Überblick über die häufigsten Rückforderungsgründe und Handlungsbedarf zur Abwendung einer wirtschaftlichen Notlage
[Ohne Titel]
RAin/FAinStR Natascha Katemann, Betriebswirtin (B.Sc.)
Unternehmen müssen bis spätestens zum 30.9.2024 Schlussabrechnungen zu Corona- Hilfen abgeben. Bei den einzelnen Hilfen kann sich eine Rückzahlungspflicht ergeben, die die Unternehmen vor neue finanzielle Herausforderungen stellt. Der Beitrag beleuchtet die häufigsten Gründe für eine solche Rückzahlungspflicht und der sich hieraus ergebende Handlungsbedarf, um liquiditätssichernde Maßnahmen zu ergreifen und so eine Insolvenz zu verhindern.
I. Einleitung
Die Corona-Pandemie hat die wirtschaftliche Entwicklung der Unternehmen stark gefährdet. Um die negativen wirtschaftlichen Auswirkungen so gering wie möglich zu halten, hat die Bundesregierung umfassende staatliche Hilfsmaßnahmen, die sog. Corona-Hilfen, zur Verfügung gestellt. Sie zielten insb. auf die Stärkung der Liquidität der Unternehmen ab und sollten diese davor schützen, in eine wirtschaftliche Notlage zu geraten, die zur Insolvenz führen könnte.
Nun drei Jahre später müssen die Unternehmen bis spätestens zum 30.9.2024 die Schlussabrechnungen zu den einzelnen Hilfen abgeben. Im Rahmen der Erstellung der Schlussabrechnung und sich hieraus ergebender Schlussbescheide kann sich bei den einzelnen Hilfen eine Rückzahlungspflicht ergeben, die die Unternehmen vor neue finanzielle Herausforderungen stellt.
Der vorliegende Beitrag beleuchtet die häufigsten Gründe für eine solche Rückzahlungspflicht und der sich hieraus ergebende Handlungsbedarf, um liquiditätssichernde Maßnahmen zu ergreifen und so eine Insolvenz zu verhindern.
II. Häufigsten Gründe für eine Rückzahlungsverpflichtung
1. Umsatzbezogene Corona-Hilfen
Die Gewährung der Corona-Hilfen, wie Überbrückungshilfen bzw. November- und Dezemberhilfen, erfolgte im Gegensatz zu den zu Beginn gewährten Corona-Soforthilfen nicht auf Grundlage von pauschalen Zuschüssen, sondern auf einzelfallbezogenen Angaben, hier Zahlen aus dem Unternehmen.
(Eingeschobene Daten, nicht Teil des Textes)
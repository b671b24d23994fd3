mod cli;
mod commands;
mod context;
mod error;
mod output;

use clap::Parser;
use tracing_subscriber::EnvFilter;

use crate::cli::{Cli, Command};
use crate::error::CliError;

#[tokio::main]
async fn main() {
    let cli = Cli::parse();

    init_tracing(cli.global.verbose);

    if let Err(err) = run(cli).await {
        let code = err.exit_code();
        eprintln!("{:?}", miette::Report::new(err));
        std::process::exit(code);
    }
}

fn init_tracing(verbosity: u8) {
    let filter = match verbosity {
        0 => "warn",
        1 => "info",
        2 => "debug",
        _ => "trace",
    };

    tracing_subscriber::fmt()
        .with_env_filter(
            EnvFilter::try_from_default_env().unwrap_or_else(|_| EnvFilter::new(filter)),
        )
        .with_target(false)
        .with_writer(std::io::stderr)
        .init();
}

async fn run(cli: Cli) -> Result<(), CliError> {
    match cli.command {
        // Config commands don't touch devices
        Command::Config(args) => commands::config_cmd::handle(args, &cli.global),

        Command::Completions(args) => {
            use clap::CommandFactory;
            use clap_complete::generate;

            let mut cmd = Cli::command();
            generate(args.shell, &mut cmd, "hamlink", &mut std::io::stdout());
            Ok(())
        }

        cmd => {
            let cfg = hamlink_config::load_config(cli.global.config.as_deref())?;
            let force_cache = matches!(cmd, Command::Cache(_));
            let querier = context::build_querier(&cfg, &cli.global, force_cache)?;

            tracing::debug!(command = ?cmd, querier = ?querier, "dispatching command");
            commands::dispatch(cmd, &querier, &cfg, &cli.global).await
        }
    }
}
// ── Value queries ──
//
// A resolved recipe for one field: which OIDs to read and how to turn the
// answers into a value. Recipes are what the cache keeps for volatile
// fields, so a cached device can be re-read without resolving anything.

use std::collections::HashMap;
use std::time::Duration;

use hamlink_api::{Oid, SnmpValue};
use serde::{Deserialize, Serialize};

use super::decibel;
use crate::model::{MacAddress, ValueMeaning};
use crate::oid_table::LayeredLookup;

#[derive(Debug, Clone, PartialEq, Default, Serialize, Deserialize)]
#[serde(tag = "kind", rename_all = "snake_case")]
pub enum ValueQuery {
    /// The device has no query path for this field.
    #[default]
    Unsupported,
    Scalar {
        oid: Oid,
        #[serde(default, skip_serializing_if = "Option::is_none")]
        scaling: Option<f64>,
    },
    /// Per-stream levels combined in the power domain.
    DecibelSum {
        oids: Vec<Oid>,
        #[serde(default, skip_serializing_if = "Option::is_none")]
        scaling: Option<f64>,
    },
}

impl ValueQuery {
    /// Resolves `meaning` and appends `suffix` to its OID.
    pub fn resolve(lookup: &LayeredLookup, meaning: ValueMeaning, suffix: &[u32]) -> Self {
        match lookup.resolve(meaning) {
            Some(entry) => Self::Scalar {
                oid: entry.oid.join(suffix),
                scaling: entry.scaling,
            },
            None => Self::Unsupported,
        }
    }

    /// Per-stream meanings when the device has any of them, the aggregate
    /// meaning otherwise.
    pub fn streams(
        lookup: &LayeredLookup,
        per_stream: &[ValueMeaning],
        aggregate: ValueMeaning,
        suffix: &[u32],
    ) -> Self {
        let entries: Vec<_> = per_stream
            .iter()
            .filter_map(|&meaning| lookup.resolve(meaning))
            .collect();
        if entries.is_empty() {
            return Self::resolve(lookup, aggregate, suffix);
        }
        Self::DecibelSum {
            scaling: entries.first().and_then(|e| e.scaling),
            oids: entries.iter().map(|e| e.oid.join(suffix)).collect(),
        }
    }

    pub fn is_supported(&self) -> bool {
        !matches!(self, Self::Unsupported)
    }

    pub fn oids(&self) -> Vec<Oid> {
        match self {
            Self::Unsupported => Vec::new(),
            Self::Scalar { oid, .. } => vec![oid.clone()],
            Self::DecibelSum { oids, .. } => oids.clone(),
        }
    }

    fn scaling(&self) -> f64 {
        match self {
            Self::Unsupported => 1.0,
            Self::Scalar { scaling, .. } | Self::DecibelSum { scaling, .. } => {
                scaling.unwrap_or(1.0)
            }
        }
    }

    fn scalar<'v>(&self, values: &'v HashMap<Oid, SnmpValue>) -> Option<&'v SnmpValue> {
        match self {
            Self::Scalar { oid, .. } => values.get(oid).filter(|v| !v.is_exception()),
            _ => None,
        }
    }

    // ── Decoding ────────────────────────────────────────────────────

    pub fn decode_f64(&self, values: &HashMap<Oid, SnmpValue>) -> Option<f64> {
        let scaling = self.scaling();
        match self {
            Self::Unsupported => None,
            Self::Scalar { .. } => self.scalar(values)?.as_f64().map(|v| v * scaling),
            Self::DecibelSum { oids, .. } => decibel::combine(
                oids.iter()
                    .filter_map(|oid| values.get(oid))
                    .filter_map(SnmpValue::as_f64)
                    .map(|v| v * scaling),
            ),
        }
    }

    /// `TimeTicks` convert directly; plain numbers are seconds times the
    /// scaling factor.
    pub fn decode_duration(&self, values: &HashMap<Oid, SnmpValue>) -> Option<Duration> {
        let value = self.scalar(values)?;
        if let Some(duration) = value.as_duration() {
            return Some(duration);
        }
        let seconds = value.as_f64()? * self.scaling();
        (seconds.is_finite() && seconds >= 0.0).then(|| Duration::from_secs_f64(seconds))
    }

    pub fn decode_text(&self, values: &HashMap<Oid, SnmpValue>) -> Option<String> {
        self.scalar(values)?
            .as_text()
            .map(|text| text.trim().to_owned())
            .filter(|text| !text.is_empty())
    }

    pub fn decode_int(&self, values: &HashMap<Oid, SnmpValue>) -> Option<i64> {
        self.scalar(values)?.as_i64()
    }

    pub fn decode_oid(&self, values: &HashMap<Oid, SnmpValue>) -> Option<Oid> {
        self.scalar(values)?.as_oid().cloned()
    }

    /// Raw six-byte strings, or a printable MAC in any common notation.
    pub fn decode_mac(&self, values: &HashMap<Oid, SnmpValue>) -> Option<MacAddress> {
        let value = self.scalar(values)?;
        decode_mac_value(value)
    }
}

pub(crate) fn decode_mac_value(value: &SnmpValue) -> Option<MacAddress> {
    let bytes = value.as_bytes()?;
    MacAddress::from_bytes(bytes)
        .or_else(|| std::str::from_utf8(bytes).ok()?.trim().parse().ok())
        .filter(|mac| !mac.is_zero())
}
Die Förderbedingungen der Überbrückungshilfen sehen vor, dass die endgültige Höhe der Billigkeitsleistung anhand der tatsächlichen Entwicklung von Umsatzzahlen zu ermitteln ist. Im Rahmen der Schlussabrechnung sind nun die tatsächlichen Zahlen den Bewilligungsbehörden mitzuteilen. Diese sind spätestens bis zum 30.9.2024 (letztmalige Fristverlängerung) durch prüfende Dritte vorzunehmen.
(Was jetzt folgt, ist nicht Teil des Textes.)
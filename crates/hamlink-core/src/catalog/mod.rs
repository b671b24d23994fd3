// ── Device catalog ──
//
// Read-only registry of known device models, their firmware version
// ranges and the lookup tables that apply to each range. Detection only
// yields a model string and a version; everything else comes from here.

mod toml_catalog;

use std::sync::Arc;

use hamlink_api::SnmpVersion;

use crate::error::CoreError;
use crate::model::{DeviceAddress, DeviceFeatures, SoftwareVersion, VersionRange};
use crate::oid_table::{LayeredLookup, LookupTable};

pub use toml_catalog::TomlCatalog;

#[derive(Debug, Clone, PartialEq)]
pub struct DeviceRecord {
    pub id: u32,
    pub name: String,
    pub vendor: String,
    pub features: DeviceFeatures,
}

#[derive(Debug, Clone, PartialEq)]
pub struct VersionRecord {
    pub device_id: u32,
    pub range: VersionRange,
    /// Highest precedence first.
    pub lookup_table_ids: Vec<u32>,
}

/// A device fully resolved against the catalog.
#[derive(Debug, Clone)]
pub struct ResolvedDevice {
    pub device: DeviceRecord,
    pub version: SoftwareVersion,
    pub lookup: Arc<LayeredLookup>,
}

/// Why a table could not be handed out.
#[derive(Debug, Clone, Copy, PartialEq, Eq)]
pub enum TableLookupFailure {
    Missing,
    ProtocolMismatch,
}

pub trait DeviceCatalog: Send + Sync + std::fmt::Debug {
    /// Case-insensitive model name lookup.
    fn find_device_id(&self, name: &str) -> Option<u32>;

    fn find_device(&self, id: u32) -> Option<DeviceRecord>;

    /// The unique version row whose `[minimum, maximum)` contains `version`.
    fn find_version_range(&self, device_id: u32, version: &SoftwareVersion)
    -> Option<VersionRecord>;

    fn find_lookup_table_ids(&self, record: &VersionRecord) -> Vec<u32> {
        record.lookup_table_ids.clone()
    }

    /// Table `id`, provided its protocol band overlaps `[minimum, maximum]`.
    fn find_lookup_table(
        &self,
        id: u32,
        minimum: SnmpVersion,
        maximum: SnmpVersion,
    ) -> Result<Arc<LookupTable>, TableLookupFailure>;

    /// Runs the four lookups for a detected device. Every failure names
    /// what could not be resolved.
    fn resolve(
        &self,
        address: DeviceAddress,
        model: &str,
        version: &SoftwareVersion,
        requested: SnmpVersion,
    ) -> Result<ResolvedDevice, CoreError> {
        let device = self
            .find_device_id(model)
            .and_then(|id| self.find_device(id))
            .ok_or_else(|| CoreError::UnknownDevice {
                address,
                model: model.to_owned(),
            })?;
        let record = self
            .find_version_range(device.id, version)
            .ok_or_else(|| CoreError::UnsupportedVersion {
                address,
                model: device.name.clone(),
                version: version.to_string(),
            })?;

        let ids = self.find_lookup_table_ids(&record);
        if ids.is_empty() {
            return Err(CoreError::NoLookupTables {
                address,
                model: device.name,
                version: version.to_string(),
            });
        }

        let mut layers = Vec::with_capacity(ids.len());
        for table_id in ids {
            let table = self
                .find_lookup_table(table_id, SnmpVersion::V1, requested)
                .map_err(|failure| match failure {
                    TableLookupFailure::Missing => CoreError::MissingLookupTable {
                        address,
                        model: device.name.clone(),
                        version: version.to_string(),
                        table_id,
                    },
                    TableLookupFailure::ProtocolMismatch => CoreError::ProtocolMismatch {
                        address,
                        model: device.name.clone(),
                        version: version.to_string(),
                        table_id,
                        requested: requested.to_string(),
                    },
                })?;
            layers.push(table);
        }

        Ok(ResolvedDevice {
            device,
            version: version.clone(),
            lookup: Arc::new(LayeredLookup::new(layers)),
        })
    }
}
2. Überkompensation bei der November- bzw. Dezemberhilfe
Im Rahmen der November- und Dezemberhilfe 2021 wurde den Unternehmen pauschal 70 % des Umsatzes aus dem Vergleichsmonat November bzw. Dezember 2019 als Corona-Hilfe gewährt.
Hierbei sollten insb. Außer-Haus-Verkäufe nach den damals geltenden FAQs und Richtlinien unberücksichtigt gelassen, nun sollen sie aber doch in die Schlussabrechnung einbezogen werden.
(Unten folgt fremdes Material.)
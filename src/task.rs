//! The task object: a work closure, its destination for the result, and the
//! stack plus saved machine context needed to suspend and resume it.
//!
//! Grounded on the `task_t` struct and `task_wrapper`/`run_task` trampoline
//! in `threadpool.c`: a task is either `Initial` (never run, needs a fresh
//! stack and context installed) or `Resume` (was yielded, its context is
//! simply switched back into). An abort doesn't need a third queue state of
//! its own here: it's detected by the task itself at its next suspension
//! point (see `worker::suspend`), which unwinds that task's native stack
//! there and then instead of waiting for the worker to notice separately.

use crate::handle::{Delivery, RawHandle};
use crate::queue::Queue;
use crate::stack::StackHandle;
use std::any::Any;
use std::sync::Arc;

pub(crate) type BoxedWork = Box<dyn FnOnce() -> Box<dyn Any + Send> + Send>;
pub(crate) type ResultQueue = Queue<Box<dyn Any + Send>>;

#[derive(Debug, Clone, Copy, PartialEq, Eq)]
pub(crate) enum TaskKind {
    Initial,
    Resume,
}

/// A task's outcome as observed by the trampoline that ran it: either the
/// boxed return value, or the payload `std::panic::catch_unwind` caught.
pub(crate) enum TaskOutcome {
    Value(Box<dyn Any + Send>),
    Panic(Box<dyn Any + Send>),
}

/// Where a task's result goes once it completes. The sentinel-pointer
/// encoding in the source (`QUEUE_RESULT`/`DISCARD_RESULT` as low integers
/// masquerading as handle pointers) becomes a plain enum here.
pub(crate) enum Destination {
    Handle(Arc<RawHandle>),
    QueueResult(Arc<ResultQueue>),
    Discard,
}

impl Destination {
    pub(crate) fn deliver(&self, outcome: TaskOutcome) {
        match (self, outcome) {
            (Destination::Handle(handle), TaskOutcome::Value(result)) => {
                handle.finish(Delivery::Value(result))
            }
            (Destination::Handle(handle), TaskOutcome::Panic(payload)) => {
                handle.finish(Delivery::Panic(payload))
            }
            (Destination::QueueResult(queue), TaskOutcome::Value(result)) => {
                queue.enqueue(result)
            }
            (Destination::QueueResult(_), TaskOutcome::Panic(payload)) => {
                log::error!("task panicked with no handle to report it to: {:?}", panic_message(&payload));
            }
            (Destination::Discard, TaskOutcome::Value(_)) => {}
            (Destination::Discard, TaskOutcome::Panic(payload)) => {
                log::error!("discarded task panicked: {:?}", panic_message(&payload));
            }
        }
    }

    /// Whether the eventual awaiter (if any) has asked this task to abort.
    pub(crate) fn should_abort(&self) -> bool {
        match self {
            Destination::Handle(handle) => handle.should_abort(),
            Destination::QueueResult(_) | Destination::Discard => false,
        }
    }
}

fn panic_message(payload: &(dyn Any + Send)) -> &str {
    payload
        .downcast_ref::<&str>()
        .copied()
        .or_else(|| payload.downcast_ref::<String>().map(String::as_str))
        .unwrap_or("<non-string panic payload>")
}

/// A unit of scheduled work: a stackful coroutine that runs `work` to
/// completion, suspending at `yield`/`await`/`sleep` points without
/// unwinding its call stack.
pub(crate) struct Task {
    pub(crate) kind: TaskKind,
    pub(crate) destination: Destination,
    work: Option<BoxedWork>,
    pub(crate) stack: Option<StackHandle>,
    /// The context to switch into to continue this task. `None` exactly
    /// while the task is actively running on some worker.
    pub(crate) resume_ctx: Option<context::Context>,
}

// Safety: a `Task` is handed between exactly one worker at a time; it is
// never accessed concurrently. The raw `context::Context` it carries is not
// `Send` by default only because the crate can't prove that, not because
// sharing it is actually unsound here.
unsafe impl Send for Task {}

impl Task {
    pub(crate) fn new(work: BoxedWork, destination: Destination) -> Self {
        Self {
            kind: TaskKind::Initial,
            destination,
            work: Some(work),
            stack: None,
            resume_ctx: None,
        }
    }

    pub(crate) fn take_work(&mut self) -> BoxedWork {
        self.work.take().expect("task work already taken")
    }
}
Die Bewilligungsstellen begründen diese Auffassung damit, dass nach ihrer Auffassung eine Überkompensation vorliegt, da die tatsächlichen Umsatzzahlen, hier mussten die Außer-Haus-Verkäufe miteingerechnet werden, höher liegen als die Umsatzzahlen aus den Vergleichsmonaten November und Dezember 2019. Eine solche Überkompensation wird nun durch die Bewilligungsbehörden – entgegen der eigenen Regelungen in den FAQs – im Rahmen von Rückforderungsbescheiden zurückgefordert. Dass die Regelungen zum Zeitpunkt der Antragstellung andere waren, ist den Bewilligungsbehörden bekannt und wird auch von diesen nicht bestritten. Vielmehr werden die Rückforderungsbescheide damit begründet, dass die ursprünglichen Regelungen nicht zu dem Ergebnis geführt haben, das die Förderbanken bzw. der Bund beabsichtigt haben und dies mithin im Nachhinein "korrigiert" werden müsste.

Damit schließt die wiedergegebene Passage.